Instructions to follow: Find the line in the entries below that contains "expected 'text' or". Repeat it exactly, and every line after it through the line that contains "for class in".

Dataset content:
========================================
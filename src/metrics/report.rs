//! Rendering of the final per-label table.

use std::fmt;
use std::io::Write;
use std::str::FromStr;

use super::EvaluationReport;
use crate::{Error, Result};

/// Output format of the final table.
#[derive(Debug, Clone, Copy, Default, PartialEq, Eq)]
pub enum OutputFormat {
    /// One indented block per label with two-decimal values.
    #[default]
    Text,
    /// Array of per-label objects including the raw counts.
    Json,
}

impl FromStr for OutputFormat {
    type Err = Error;

    fn from_str(s: &str) -> Result<Self> {
        match s.to_ascii_lowercase().as_str() {
            "text" => Ok(OutputFormat::Text),
            "json" => Ok(OutputFormat::Json),
            other => Err(Error::InvalidConfig(format!(
                "unknown output format '{}', expected 'text' or 'json'",
                other
            ))),
        }
    }
}

impl fmt::Display for OutputFormat {
    fn fmt(&self, f: &mut fmt::Formatter<'_>) -> fmt::Result {
        match self {
            OutputFormat::Text => write!(f, "text"),
            OutputFormat::Json => write!(f, "json"),
        }
    }
}

/// Write the report to `writer` in the requested format.
pub fn write_report<W: Write>(
    writer: &mut W,
    report: &EvaluationReport,
    format: OutputFormat,
) -> Result<()> {
    match format {
        OutputFormat::Text => {
            for class in &report.classes {
                writeln!(writer, "{}:", class.label)?;
                writeln!(writer, "\tPrecision: {:.2}", class.metrics.precision)?;
                writeln!(writer, "\tRecall: {:.2}", class.metrics.recall)?;
                writeln!(writer, "\tF1 score: {:.2}", class.metrics.f1)?;
                writeln!(writer)?;
            }
        }
        OutputFormat::Json => {
            serde_json::to_writer_pretty(&mut *writer, &report.classes)?;
            writeln!(writer)?;
        }
    }
    writer.flush()?;
    Ok(())
}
========================================
Written answer:
                "unknown output format '{}', expected 'text' or 'json'",
                other
            ))),
        }
    }
}

impl fmt::Display for OutputFormat {
    fn fmt(&self, f: &mut fmt::Formatter<'_>) -> fmt::Result {
        match self {
            OutputFormat::Text => write!(f, "text"),
            OutputFormat::Json => write!(f, "json"),
        }
    }
}

/// Write the report to `writer` in the requested format.
pub fn write_report<W: Write>(
    writer: &mut W,
    report: &EvaluationReport,
    format: OutputFormat,
) -> Result<()> {
    match format {
        OutputFormat::Text => {
            for class in &report.classes {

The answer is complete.